North Platte, Nebraska is a center of media in west-central Nebraska

North Platte, Nebraska is a center of media in west-central Nebraska. The following is a list of media outlets in the city.

== Print ==

=== Newspapers ===
The North Platte Telegraph is the city's primary newspaper, published six days a week and owned by Lee Enterprises.
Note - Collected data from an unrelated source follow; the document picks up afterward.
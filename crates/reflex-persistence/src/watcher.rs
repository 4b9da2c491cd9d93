//! Config hot reload.
//!
//! Watches JSON config files through the platform file notifier and invokes
//! registered callbacks with the re-parsed document on change. A file that
//! stops parsing keeps its previous good config; error callbacks get the
//! parse failure instead.
//!
//! Callback registration returns an opaque [`CallbackToken`]; removal
//! consumes the token, so callbacks need not be comparable.

use std::collections::HashMap;
use std::path::{Path, PathBuf};
use std::sync::atomic::{AtomicBool, AtomicU64, Ordering};
use std::sync::mpsc::{channel, RecvTimeoutError, Sender};
use std::sync::{Arc, Mutex};
use std::thread::JoinHandle;
use std::time::{Duration, Instant};

use notify::{Event, RecommendedWatcher, RecursiveMode, Watcher};
use tracing::{debug, info, warn};

use crate::error::Result;

/// Invoked with the watched path and the freshly parsed document.
pub type ChangeCallback = Arc<dyn Fn(&Path, &serde_json::Value) + Send + Sync>;
/// Invoked with the watched path and a description of the failure.
pub type ErrorCallback = Arc<dyn Fn(&Path, &str) + Send + Sync>;

/// Opaque handle identifying one registered callback.
#[derive(Debug, PartialEq, Eq)]
pub struct CallbackToken(u64);

/// Minimum spacing between reloads of the same file; editors tend to fire
/// bursts of events per save.
const DEBOUNCE: Duration = Duration::from_millis(100);

struct FileState {
    config: Option<serde_json::Value>,
    last_error: Option<String>,
    last_reload: Option<Instant>,
    change_callbacks: Vec<(u64, ChangeCallback)>,
    error_callbacks: Vec<(u64, ErrorCallback)>,
}

impl FileState {
    fn new() -> Self {
        Self {
            config: None,
            last_error: None,
            last_reload: None,
            change_callbacks: Vec::new(),
            error_callbacks: Vec::new(),
        }
    }
}

#[derive(Default)]
struct State {
    files: HashMap<PathBuf, FileState>,
}

/// Watches config files and hot-reloads them on change.
pub struct ConfigWatcher {
    state: Arc<Mutex<State>>,
    watcher: Mutex<RecommendedWatcher>,
    next_token: AtomicU64,
    stop: Arc<AtomicBool>,
    drain: Mutex<Option<JoinHandle<()>>>,
}

impl ConfigWatcher {
    pub fn new() -> Result<Self> {
        let state: Arc<Mutex<State>> = Arc::new(Mutex::new(State::default()));
        let stop = Arc::new(AtomicBool::new(false));
        let (tx, rx) = channel::<Vec<PathBuf>>();

        let watcher = RecommendedWatcher::new(
            event_forwarder(tx),
            notify::Config::default(),
        )?;

        let drain_state = state.clone();
        let drain_stop = stop.clone();
        let drain = std::thread::Builder::new()
            .name("reflex-config-watch".to_string())
            .spawn(move || loop {
                match rx.recv_timeout(Duration::from_millis(200)) {
                    Ok(paths) => {
                        for path in paths {
                            reload_path(&drain_state, &path, true);
                        }
                    }
                    Err(RecvTimeoutError::Timeout) => {
                        if drain_stop.load(Ordering::SeqCst) {
                            break;
                        }
                    }
                    Err(RecvTimeoutError::Disconnected) => break,
                }
            })?;

        Ok(Self {
            state,
            watcher: Mutex::new(watcher),
            next_token: AtomicU64::new(1),
            stop,
            drain: Mutex::new(Some(drain)),
        })
    }

    /// Start watching a file and load its current contents.
    pub fn watch(&self, path: impl AsRef<Path>) -> Result<()> {
        let path = canonical(path.as_ref());
        self.watcher
            .lock()
            .unwrap()
            .watch(&path, RecursiveMode::NonRecursive)?;
        self.state
            .lock()
            .unwrap()
            .files
            .entry(path.clone())
            .or_insert_with(FileState::new);
        info!(path = %path.display(), "watching config file");
        reload_path(&self.state, &path, false);
        Ok(())
    }

    /// Stop watching a file; its callbacks are dropped.
    pub fn unwatch(&self, path: impl AsRef<Path>) -> Result<()> {
        let path = canonical(path.as_ref());
        self.watcher.lock().unwrap().unwatch(&path)?;
        self.state.lock().unwrap().files.remove(&path);
        Ok(())
    }

    /// Register a change callback for a watched path.
    pub fn on_change(&self, path: impl AsRef<Path>, callback: ChangeCallback) -> CallbackToken {
        let token = self.next_token.fetch_add(1, Ordering::SeqCst);
        let path = canonical(path.as_ref());
        self.state
            .lock()
            .unwrap()
            .files
            .entry(path)
            .or_insert_with(FileState::new)
            .change_callbacks
            .push((token, callback));
        CallbackToken(token)
    }

    /// Register an error callback for a watched path.
    pub fn on_error(&self, path: impl AsRef<Path>, callback: ErrorCallback) -> CallbackToken {
        let token = self.next_token.fetch_add(1, Ordering::SeqCst);
        let path = canonical(path.as_ref());
        self.state
            .lock()
            .unwrap()
            .files
            .entry(path)
            .or_insert_with(FileState::new)
            .error_callbacks
            .push((token, callback));
        CallbackToken(token)
    }

    /// Remove one registered callback, consuming its token.
    pub fn remove_callback(&self, token: CallbackToken) -> bool {
        let mut state = self.state.lock().unwrap();
        for file in state.files.values_mut() {
            let before = file.change_callbacks.len() + file.error_callbacks.len();
            file.change_callbacks.retain(|(id, _)| *id != token.0);
            file.error_callbacks.retain(|(id, _)| *id != token.0);
            if file.change_callbacks.len() + file.error_callbacks.len() != before {
                return true;
            }
        }
        false
    }

    /// Last successfully parsed config for a path.
    pub fn config(&self, path: impl AsRef<Path>) -> Option<serde_json::Value> {
        let path = canonical(path.as_ref());
        self.state
            .lock()
            .unwrap()
            .files
            .get(&path)
            .and_then(|f| f.config.clone())
    }

    /// Last parse/read failure for a path, if any.
    pub fn last_error(&self, path: impl AsRef<Path>) -> Option<String> {
        let path = canonical(path.as_ref());
        self.state
            .lock()
            .unwrap()
            .files
            .get(&path)
            .and_then(|f| f.last_error.clone())
    }

    pub fn watched_paths(&self) -> Vec<PathBuf> {
        self.state.lock().unwrap().files.keys().cloned().collect()
    }

    /// Force a reload outside the notifier, e.g. after programmatic writes.
    pub fn reload(&self, path: impl AsRef<Path>) {
        reload_path(&self.state, &canonical(path.as_ref()), false);
    }
}

impl Drop for ConfigWatcher {
    fn drop(&mut self) {
        self.stop.store(true, Ordering::SeqCst);
        if let Some(handle) = self.drain.lock().unwrap().take() {
            let _ = handle.join();
        }
    }
}

fn event_forwarder(tx: Sender<Vec<PathBuf>>) -> impl Fn(notify::Result<Event>) + Send + 'static {
    move |result| match result {
        Ok(event) => {
            let paths: Vec<PathBuf> = event.paths.iter().map(|p| canonical(p)).collect();
            if !paths.is_empty() {
                let _ = tx.send(paths);
            }
        }
        Err(e) => warn!(%e, "file watcher error"),
    }
}

fn canonical(path: &Path) -> PathBuf {
    path.canonicalize().unwrap_or_else(|_| path.to_path_buf())
}

/// Reload one path and dispatch callbacks. `debounced` suppresses reloads
/// arriving within [`DEBOUNCE`] of the previous one.
fn reload_path(state: &Arc<Mutex<State>>, path: &Path, debounced: bool) {
    enum Outcome {
        Changed(serde_json::Value, Vec<ChangeCallback>),
        Failed(String, Vec<ErrorCallback>),
        Skip,
    }

    let outcome = {
        let mut state = state.lock().unwrap();
        let Some(file) = state.files.get_mut(path) else {
            return;
        };
        if debounced {
            if let Some(last) = file.last_reload {
                if last.elapsed() < DEBOUNCE {
                    return;
                }
            }
        }
        file.last_reload = Some(Instant::now());

        match std::fs::read_to_string(path)
            .map_err(|e| e.to_string())
            .and_then(|text| serde_json::from_str::<serde_json::Value>(&text).map_err(|e| e.to_string()))
        {
            Ok(config) => {
                if file.config.as_ref() == Some(&config) {
                    Outcome::Skip
                } else {
                    file.config = Some(config.clone());
                    file.last_error = None;
                    let callbacks = file
                        .change_callbacks
                        .iter()
                        .map(|(_, cb)| cb.clone())
                        .collect();
                    Outcome::Changed(config, callbacks)
                }
            }
            Err(message) => {
                file.last_error = Some(message.clone());
                let callbacks = file
                    .error_callbacks
                    .iter()
                    .map(|(_, cb)| cb.clone())
                    .collect();
                Outcome::Failed(message, callbacks)
            }
        }
    };

    // Callbacks run without the state lock so they may call back in.
    match outcome {
        Outcome::Changed(config, callbacks) => {
            debug!(path = %path.display(), "config reloaded");
            for callback in callbacks {
                callback(path, &config);
            }
        }
        Outcome::Failed(message, callbacks) => {
            warn!(path = %path.display(), error = %message, "config reload failed");
            for callback in callbacks {
                callback(path, &message);
            }
        }
        Outcome::Skip => {}
    }
}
In addition, Flatrock Publishing publishes a weekly alternative newspaper, the North Platte Bulletin.

== Radio ==
The following is a list of radio stations licensed to and/or broadcasting from North Platte:

=== AM ===
- 880 KRVN Lexington (Full-service/agricultural/classic country)
- 970 KJLT North Platte (Christian radio)
- 1240 KODY North Platte (Talk/sports)
- 1410 KOOQ North Platte (Classic hits)

=== FM ===
- 89.3 KJTF North Platte (Southern gospel)*
- 90.1 KFJS North Platte (Christian radio)*
- 91.7 KPNE-FM North Platte (NPR; satellite of KUCV, Lincoln)*
- 93.5 KZTL Paxton (Country)
- 94.3 KROA North Platte (Christian contemporary)
- 94.9 KJLT-FM North Platte (Christian contemporary)
- 97.1 KELN North Platte (Hot adult contemporary)
- 98.5 KHAQ Maxwell (Classic rock)
- 99.7 KOGA-FM Ogallala (Variety hits)
- 100.7 KRNP Sutherland (Active rock)
- 103.5 KXNP North Platte (Country)
- 106.5 KMCX Ogallala (Country)
- 107.3 KNPQ Hershey (Country)

== Television ==
North Platte is the principal city of the North Platte television market which includes three counties in west-central Nebraska: Lincoln County, Logan County, and McPherson County.

The following is a list of television stations that broadcast from and/or are licensed to the city.

- 2 KNOP-TV North Platte (NBC)
- 9 KPNE-TV North Platte (PBS, satellite of KUON, Lincoln)
- 10 KNPL-LD North Platte (CBS; MyNetworkTV on LD2)
- 11 KIIT-CD North Platte (Fox)
- 27 KHGI-CD North Platte (ABC/NTV)
- 30 KMBB-LD North Platte (Hope Channel, 3ABN on LD2)
- 49 K49LK-D North Platte (Independent religious)
- 50 K50JI North Platte (Independent religious)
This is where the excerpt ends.